Now that she’s heading sustainability at HP Canada, Edmonds has turned almost all of her attention to sustainable procurement, trying to harness the influence of corporate purchasing. “We’re missing an opportunity for business and government to put their procurement power behind creating the change they want to see. Procurement is the least used tool to drive us to a circular economy. It is the most nimble of tools compared to regulations. ”
Having been in the business for so long, Edmonds has seen the industry grow and shift. The corporate responsibility sector itself has visibly mainstreamed. Customers and investors are demanding more from the corporate world, but what’s holding us back, offers Edmonds, beyond a lack of education and transparency, is a lack of concrete commitments to using purchasing power to propel a greener economy. “Most organizations purchase on price above any other criteria including lifecycle costs of operating the product. We need a stronger commitment to keep going forward.”
"Procurement is the least used tool to drive us to a circular economy. It is the most nimble of tools compared to regulations. ”
All these years after Edmonds started with the company, female employees are still underrepresented in the tech world, but she’s seen a marked improvement in gender diversity at HP Canada. According to this year’s Global 100 ranking of the world’s most sustainable corporations (in which HP Inc. is the top-ranked computer peripherals company), its board is now 40 percent women and 28 percent of its senior executives are female.

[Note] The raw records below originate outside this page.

//! Game state and core simulation types
//!
//! One `GameState` is the whole session: the driver replaces it wholesale on
//! every tick or intent and the renderer only ever reads it.

use glam::IVec2;
use serde::{Deserialize, Serialize};

use super::formation::generate_formation;
use crate::consts::*;

/// Current phase of the session
#[derive(Debug, Clone, Copy, PartialEq, Eq, Serialize, Deserialize)]
pub enum GamePhase {
    /// Title screen, waiting for any input
    Start,
    /// Active gameplay (the only phase in which ticks do anything)
    Playing,
    /// An invader reached the bottom
    GameOver,
    /// Final level cleared
    Victory,
}

impl GamePhase {
    /// GameOver and Victory only leave through an explicit replay
    pub fn is_terminal(&self) -> bool {
        matches!(self, GamePhase::GameOver | GamePhase::Victory)
    }
}

/// Horizontal sweep direction of the formation
#[derive(Debug, Clone, Copy, PartialEq, Eq, Default, Serialize, Deserialize)]
pub enum Direction {
    Left,
    #[default]
    Right,
}

impl Direction {
    pub fn sign(&self) -> i32 {
        match self {
            Direction::Left => -1,
            Direction::Right => 1,
        }
    }

    pub fn reversed(&self) -> Self {
        match self {
            Direction::Left => Direction::Right,
            Direction::Right => Direction::Left,
        }
    }
}

/// A player projectile
#[derive(Debug, Clone, Copy, PartialEq, Eq, Serialize, Deserialize)]
pub struct Bullet {
    pub id: u32,
    pub pos: IVec2,
}

/// An enemy sprite (top-left corner, `INVADER_SIZE` square)
#[derive(Debug, Clone, Copy, PartialEq, Eq, Serialize, Deserialize)]
pub struct Invader {
    pub id: u32,
    pub pos: IVec2,
}

impl Invader {
    /// Inclusive hit test against a point
    pub fn contains(&self, point: IVec2) -> bool {
        point.x >= self.pos.x
            && point.x <= self.pos.x + INVADER_SIZE
            && point.y >= self.pos.y
            && point.y <= self.pos.y + INVADER_SIZE
    }
}

/// Complete game state
#[derive(Debug, Clone, PartialEq, Serialize, Deserialize)]
pub struct GameState {
    pub phase: GamePhase,
    /// Left edge of the player ship
    pub player_x: i32,
    /// Live bullets, oldest first
    pub bullets: Vec<Bullet>,
    /// The current formation
    pub invaders: Vec<Invader>,
    pub direction: Direction,
    pub score: u32,
    pub high_score: u32,
    pub level: u8,
    /// Measured play-field width, owned by the host
    pub field_width: i32,
    /// Next entity ID
    next_id: u32,
}

impl GameState {
    /// Create a session on the title screen. Negative widths count as 0.
    pub fn new(high_score: u32, field_width: i32) -> Self {
        let mut state = Self {
            phase: GamePhase::Start,
            player_x: 0,
            bullets: Vec::new(),
            invaders: Vec::new(),
            direction: Direction::Right,
            score: 0,
            high_score,
            level: FIRST_LEVEL,
            field_width: field_width.max(0),
            next_id: 1,
        };
        state.center_player();
        state
    }

    /// Allocate a new entity ID
    pub fn next_entity_id(&mut self) -> u32 {
        let id = self.next_id;
        self.next_id += 1;
        id
    }

    /// Largest legal `player_x` for the current field
    pub fn player_max_x(&self) -> i32 {
        self.field_width.saturating_sub(PLAYER_WIDTH).max(0)
    }

    pub fn center_player(&mut self) {
        self.player_x = self.player_max_x() / 2;
    }

    /// Move the player by `dx`, keeping the ship inside the field
    pub fn nudge_player(&mut self, dx: i32) {
        self.player_x = (self.player_x + dx).clamp(0, self.player_max_x());
    }

    /// Fire from the ship's gun
    pub fn spawn_bullet(&mut self) {
        let id = self.next_entity_id();
        self.bullets.push(Bullet {
            id,
            pos: IVec2::new(self.player_x + PLAYER_GUN_OFFSET, BULLET_SPAWN_Y),
        });
    }

    /// Replace the formation with a fresh one for the current level and
    /// put the player back at the start line
    pub fn spawn_formation(&mut self) {
        let positions = generate_formation(self.field_width, self.level);
        let mut invaders = Vec::with_capacity(positions.len());
        for pos in positions {
            invaders.push(Invader {
                id: self.next_entity_id(),
                pos,
            });
        }
        self.invaders = invaders;
        self.bullets.clear();
        self.direction = Direction::Right;
        self.center_player();
    }

    /// Raise the high score if this run beat it; returns the new record
    pub fn record_high_score(&mut self) -> Option<u32> {
        if self.score > self.high_score {
            self.high_score = self.score;
            Some(self.score)
        } else {
            None
        }
    }
}
//! Parsing of raw user input into validated grades.

use serde::Serialize;
use std::fmt;

use crate::error::GradeError;

/// Lowest accepted grade.
pub const MIN_GRADE: f64 = 0.0;
/// Highest accepted grade.
pub const MAX_GRADE: f64 = 10.0;

/// A value as the caller collected it: already numeric, or still text.
#[derive(Debug, Clone, PartialEq, Serialize)]
#[serde(untagged)]
pub enum RawValue {
    Number(f64),
    Text(String),
}

impl RawValue {
    /// Blank text counts as "not supplied". Numbers are never blank.
    pub fn is_blank(&self) -> bool {
        match self {
            RawValue::Number(_) => false,
            RawValue::Text(s) => s.trim().is_empty(),
        }
    }
}

impl fmt::Display for RawValue {
    fn fmt(&self, f: &mut fmt::Formatter<'_>) -> fmt::Result {
        match self {
            RawValue::Number(n) => write!(f, "{n}"),
            RawValue::Text(s) => f.write_str(s.trim()),
        }
    }
}

impl From<f64> for RawValue {
    fn from(value: f64) -> Self {
        RawValue::Number(value)
    }
}

impl From<i32> for RawValue {
    fn from(value: i32) -> Self {
        RawValue::Number(value.into())
    }
}

impl From<&str> for RawValue {
    fn from(value: &str) -> Self {
        RawValue::Text(value.to_string())
    }
}

impl From<String> for RawValue {
    fn from(value: String) -> Self {
        RawValue::Text(value)
    }
}

/// A grade in `[0, 10]`. Only obtainable through [`parse_grade`].
#[derive(Debug, Clone, Copy, PartialEq, PartialOrd, Serialize)]
#[serde(transparent)]
pub struct Grade(f64);

impl Grade {
    pub fn value(self) -> f64 {
        self.0
    }
}

impl From<Grade> for f64 {
    fn from(grade: Grade) -> Self {
        grade.0
    }
}

impl TryFrom<f64> for Grade {
    type Error = GradeError;

    fn try_from(value: f64) -> Result<Self, Self::Error> {
        parse_grade(&RawValue::Number(value))
    }
}

/// Reads a raw value as a number without any range check.
///
/// Text is trimmed and must parse as a whole; blank text and NaN are
/// rejected with [`GradeError::InvalidGrade`].
pub fn parse_number(raw: &RawValue) -> Result<f64, GradeError> {
    let value = match raw {
        RawValue::Number(n) => *n,
        RawValue::Text(s) => s
            .trim()
            .parse::<f64>()
            .map_err(|_| GradeError::InvalidGrade)?,
    };

    if value.is_nan() {
        return Err(GradeError::InvalidGrade);
    }

    Ok(value)
}

/// Validates a raw value as a [`Grade`].
///
/// # Errors
///
/// - [`GradeError::InvalidGrade`] if the value is not a number
/// - [`GradeError::NegativeGrade`] if it is below 0
/// - [`GradeError::GradeTooHigh`] if it is above 10
pub fn parse_grade(raw: &RawValue) -> Result<Grade, GradeError> {
    let value = parse_number(raw)?;

    if value < MIN_GRADE {
        return Err(GradeError::NegativeGrade);
    }

    if value > MAX_GRADE {
        return Err(GradeError::GradeTooHigh);
    }

    Ok(Grade(value))
}

/// Parses the target average for the required-score solver.
pub fn parse_target(raw: &RawValue) -> Result<f64, GradeError> {
    parse_number(raw).map_err(|_| GradeError::InvalidTarget)
}
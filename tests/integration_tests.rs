use chrono::{TimeZone, Utc};
use grade_calc::grading::{
    Component, GradeInputs, KnownScores, Letter, Status, Weights, calculate_grades,
    letter_grade, pass_fail, required_score_for_target, weighted_average,
};
use grade_calc::output::{export_report, render_report};
use grade_calc::{GradeError, RawValue, parse_grade};
use std::fs;

#[test]
fn test_full_pipeline() {
    let inputs = GradeInputs::new("4", "5", "6");
    let result = inputs.calculate();

    assert!(result.is_ok());
    assert_eq!(result.initial_average, 4.95);
    assert_eq!(result.final_average, 4.95);
    assert_eq!(result.status, Status::Remediation);
    assert_eq!(result.letter, Letter::D);
}

#[test]
fn test_primitives_compose() {
    let grades: Vec<f64> = ["8", "6.5", "7"]
        .iter()
        .map(|s| parse_grade(&RawValue::from(*s)).map(f64::from))
        .collect::<Result<_, GradeError>>()
        .unwrap();

    let avg = weighted_average(grades[0], grades[1], grades[2], &Weights::STANDARD);
    assert_eq!(pass_fail(avg), Status::Pass);
    assert_eq!(letter_grade(avg), Letter::B);
}

#[test]
fn test_forward_matches_library_entry_point() {
    let p1 = RawValue::from(2.0);
    let p2 = RawValue::from(6.0);
    let work = RawValue::from(5.0);
    let p3 = RawValue::from("8");

    let direct = calculate_grades(&p1, &p2, &work, Some(&p3));
    let via_inputs = GradeInputs::new(2.0, 6.0, 5.0).with_makeup("8").calculate();

    assert_eq!(direct, via_inputs);
    // 2/6/5 -> 4.3, P1 replaced by 8 -> 6.4
    assert_eq!(direct.initial_average, 4.3);
    assert_eq!(direct.final_average, 6.4);
    assert_eq!(direct.status, Status::Pass);
}

#[test]
fn test_required_then_forward_reaches_target() {
    let mut known = KnownScores::new();
    known.insert(Component::FirstExam, Some(RawValue::from("8")));

    let required = required_score_for_target(&known, &Weights::STANDARD, 6.0);
    let score = required.required_score.unwrap();
    assert_eq!(score, 4.92);

    let result = GradeInputs::new(8.0, score, score).calculate();
    assert_eq!(result.status, Status::Pass);
}

#[test]
fn test_export_report_to_directory() {
    let dir = std::env::temp_dir().join("grade_calc_integration_export");
    let _ = fs::remove_dir_all(&dir);

    let generated_at = Utc.with_ymd_and_hms(2024, 6, 1, 12, 0, 0).unwrap();
    let inputs = GradeInputs::new("9", "9.5", "10");
    let result = inputs.calculate();

    let path = export_report(&dir, &inputs, &result, generated_at).unwrap();
    let content = fs::read_to_string(&path).unwrap();

    assert_eq!(content, render_report(&inputs, &result, generated_at));
    assert!(content.contains("Letter Grade: A"));

    fs::remove_dir_all(&dir).unwrap();
}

HP Canada’s current CEO Mary Ann Yule happens to be a strong advocate for representation of women in the corporate sector. “I don’t know that the industry in general is heading that way. We’ve still got a lot of work to do," says Edmonds.
To help create opportunities for women in the sustainable impact world, Edmonds took over running a monthly women’s networking group called Eco Babes. The idea is to connect sustainably-minded women, in a casual environment, and forge bonds of solidarity and create opportunities for mentoring within the industry. “When I was first handed the mailing list for Eco Babes there were 50, maybe 100 women, and now, about six or seven years later, we have over 500 women.”
Back when Edmonds was juggling responsibilities as a working mother when her children were younger, she says the best advice she received from a senior manager was that “you get judged on what you achieve not how you achieve it.”
Besides supporting younger women, what excites her most these days is the idea of putting sustainability at the heart of the fourth industrial revolution (think waste-saving 3D printers) and the surging global interest in shifting to a circular economy. HP happens to have one of the fastest growing business-to-consumer processes in the circular economy—the HP Instant Ink program. Instead of buying ink, you buy a subscription to a printing service. HP includes recycling bags so ink cartridges can easily be mailed back to its Montreal-based plant as part of a closed-loop recycling process. Globally, HP has produced more than 3.8 billion cartridges from more than 784 million recovered cartridges, 86 million apparel hangers and 4 billion plastic bottles, including half a million pounds of ocean-bound plastic bottles from Haiti.
Of course, she says, HP can be the most circular company on the planet, but if people aren’t buying with end-of-life in mind things can’t change. Circularity requires everyone to be playing a part in it.